¿PARA QUÉ SIRVEN LAS PRIVATIZACIONES?
Las
políticas neoliberales se presentan casi siempre revestidas de argumentaciones
sofisticadas y bien difundidas gracias a la generosa financiación de los
grandes grupos financieros y empresariales a grupos mediáticos y de
investigación, a académicos, economistas y periodistas que se encargan de crear
opinión favorable a las medidas que toman los gobiernos. Sin embargo, las
evidencias empíricas que pudieran demostrar la veracidad de esos argumentos con
prácticamente nulas en casi todos los casos. En estos momentos estamos
sufriendo una nueva amenaza al bienestar social y a la eficiencia económica que
igualmente se trata de justificar como imprescindible y positiva con argumentos
que una vez más carecen de fundamento y realismo.
Me refiero a
la nueva fase del proceso privatizador que en España comenzó a mediados de los
años ochenta del pasado siglo, que ha ido dejando unas secuelas lamentables en
nuestra economía y que ahora se dirige hacia servicios públicos esenciales en
el sector sanitario y educativo.
De 1984 a
1996 se llevaron a cabo unas 70 operaciones de privatización de empresas
públicas mediante distintos tipos de procedimientos, generalmente orientadas a
abrir su capital a los intereses privados y casi siempre justificadas por la
necesidad de ajustarse a lo establecido en las normas y directivas de la Unión
Europea, a la que nos incorporábamos en esos años.
Más tarde, y
hasta el final de la primera legislatura de José Luis Rodríguez Zapatero, se
entró en una segunda fase, muy distinta, más radical y orientada a desmantelar
la práctica totalidad del sector público empresarial español para ponerlo en
manos del capital privado. Y ahora, como he dicho, se trata de hacer lo mismo
con la sanidad y la educación públicas.
Esto último
era algo difícil de justificar en años anteriores, dado el alto aprecio que la
población tiene por esos servicios, pero ahora se puede utilizar la crisis y
los problemas de la deuda pública para argumentar que es algo imprescindible
para resolverlos.
Este
argumento se une a los que siempre se han dado para llevar a cabo las
privatizaciones: que hay que acatar las normas europeas, que es imprescindible
vender para proporcionar recursos al Estado y que, además, al hacerlo se
dispondría de los mismos bienes o servicios a menor precio y con mayor calidad
y eficacia.
Los medios
de comunicación e incluso muchas revistas académicas están llenas de textos
dirigidos a justificar y desarrollar estas tres ideas pero, como señalé al
principio, la evidencia empírica muestra claramente que no tienen mucho
fundamento y que no reflejan la realidad de lo que sucede cuando se privatizan
empresas o servicios públicos.
Es verdad
que la Unión Europea ha impuesto un adelgazamiento del sector público (con el
mismo objetivo que en España) pero no lo es menos que aquí se ha llegado más
lejos innecesariamente, con el único propósito de satisfacer en mayor medida a
los grupos privados interesados en quedarse con la antigua propiedad pública.

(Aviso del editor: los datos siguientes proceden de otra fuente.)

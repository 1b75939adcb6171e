//! Drifting price model feeding the simulated quote source.

use std::collections::BTreeMap;

use rand::Rng;
use rust_decimal::Decimal;
use wallet_common::{Currency, CurrencyCode};
use wallet_fx::{QuoteConvention, RawQuotes};

/// Prices of every supported currency, in RUB.
#[derive(Debug, Clone)]
pub struct Market {
    prices: BTreeMap<Currency, Decimal>,
}

/// Range a price may drift within, in RUB.
fn band(currency: Currency) -> (Decimal, Decimal) {
    match currency {
        Currency::Usd => (Decimal::from(70), Decimal::from(95)),
        Currency::Eur => (Decimal::from(80), Decimal::from(115)),
        Currency::Rub => (Decimal::ONE, Decimal::ONE),
    }
}

impl Market {
    pub fn new() -> Self {
        let prices = [
            (Currency::Usd, Decimal::from(90)),
            (Currency::Eur, Decimal::from(100)),
            (Currency::Rub, Decimal::ONE),
        ]
        .into_iter()
        .collect();

        Self { prices }
    }

    pub fn price(&self, currency: Currency) -> Decimal {
        self.prices.get(&currency).copied().unwrap_or(Decimal::ONE)
    }

    /// Move every price by at most half a percent, staying inside its band.
    pub fn drift(&mut self, rng: &mut impl Rng) {
        for (currency, price) in self.prices.iter_mut() {
            let (low, high) = band(*currency);
            if low == high {
                continue;
            }

            let basis_points = Decimal::new(rng.gen_range(-50..=50), 4);
            *price = (*price * (Decimal::ONE + basis_points)).round_dp(4).clamp(low, high);
        }
    }

    /// Quotes against `reference`, published in `convention`.
    pub fn quotes(&self, reference: &CurrencyCode, convention: QuoteConvention) -> anyhow::Result<RawQuotes> {
        let reference_currency: Currency = reference.as_str().parse()?;
        let reference_price = self.price(reference_currency);

        let mut quotes = RawQuotes::new();
        for (currency, price) in &self.prices {
            let quote = if *currency == reference_currency {
                Decimal::ONE
            } else {
                let per_unit = price
                    .checked_div(reference_price)
                    .ok_or_else(|| anyhow::anyhow!("cannot price {currency} against {reference}"))?;
                match convention {
                    QuoteConvention::ReferencePerUnit => per_unit,
                    QuoteConvention::UnitsPerReference => Decimal::ONE
                        .checked_div(per_unit)
                        .ok_or_else(|| anyhow::anyhow!("cannot invert {currency} quote"))?,
                }
                .round_dp(10)
            };
            quotes.insert(currency.code().to_string(), quote);
        }

        Ok(quotes)
    }
}

impl Default for Market {
    fn default() -> Self {
        Self::new()
    }
}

Buena prueba de ello es que en otros países aún perviven empresas públicas en
sectores estratégicos que en España han sido desmantelados.
Tampoco es
verdad que las privatizaciones sean una fuente de ingresos netos para los
Estados. Son, por el contrario, un negocio ruinoso. Las que se llevaron a cabo
de 1984 a 1996 reportaron un total aproximado de 13.200 millones de euros, y
las que se realizaron de este último año a 2007, unos 30.000 millones. La
prueba de que fueron operaciones nefastas para los intereses del conjunto de la
sociedad española es que solo cuatro empresas en su día privatizadas
(Telefónica, Gas Natural, Endesa y Repsol) obtuvieron en un solo año, 2011,
unos beneficios superiores a los 10.000 millones de euros, y todas las de
energía y telecomunicación más de 12.000. Si a ello se le suman los que hubieran
proporcionado los antiguos bancos públicos y las demás empresas privatizadas,
es fácil deducir que lo que ha producido su traspaso a manos privadas es una
extraordinaria merma en los ingresos del Estado.
Finalmente,
tampoco es cierto que la privatización haya generado más competencia. En
realidad, se ha reproducido el mismo mercado de carácter oligopolista,
ineficiente y caldo de cultivo de grandes acuerdos para imponer precios a los
consumidores. La prueba la tienen mes a mes todos los españoles cuando pagan
las tarifas que suelen estar entre las más elevadas de toda Europa.
Y tampoco es
cierto que la privatización vaya acompañada de mejor calidad en el servicio.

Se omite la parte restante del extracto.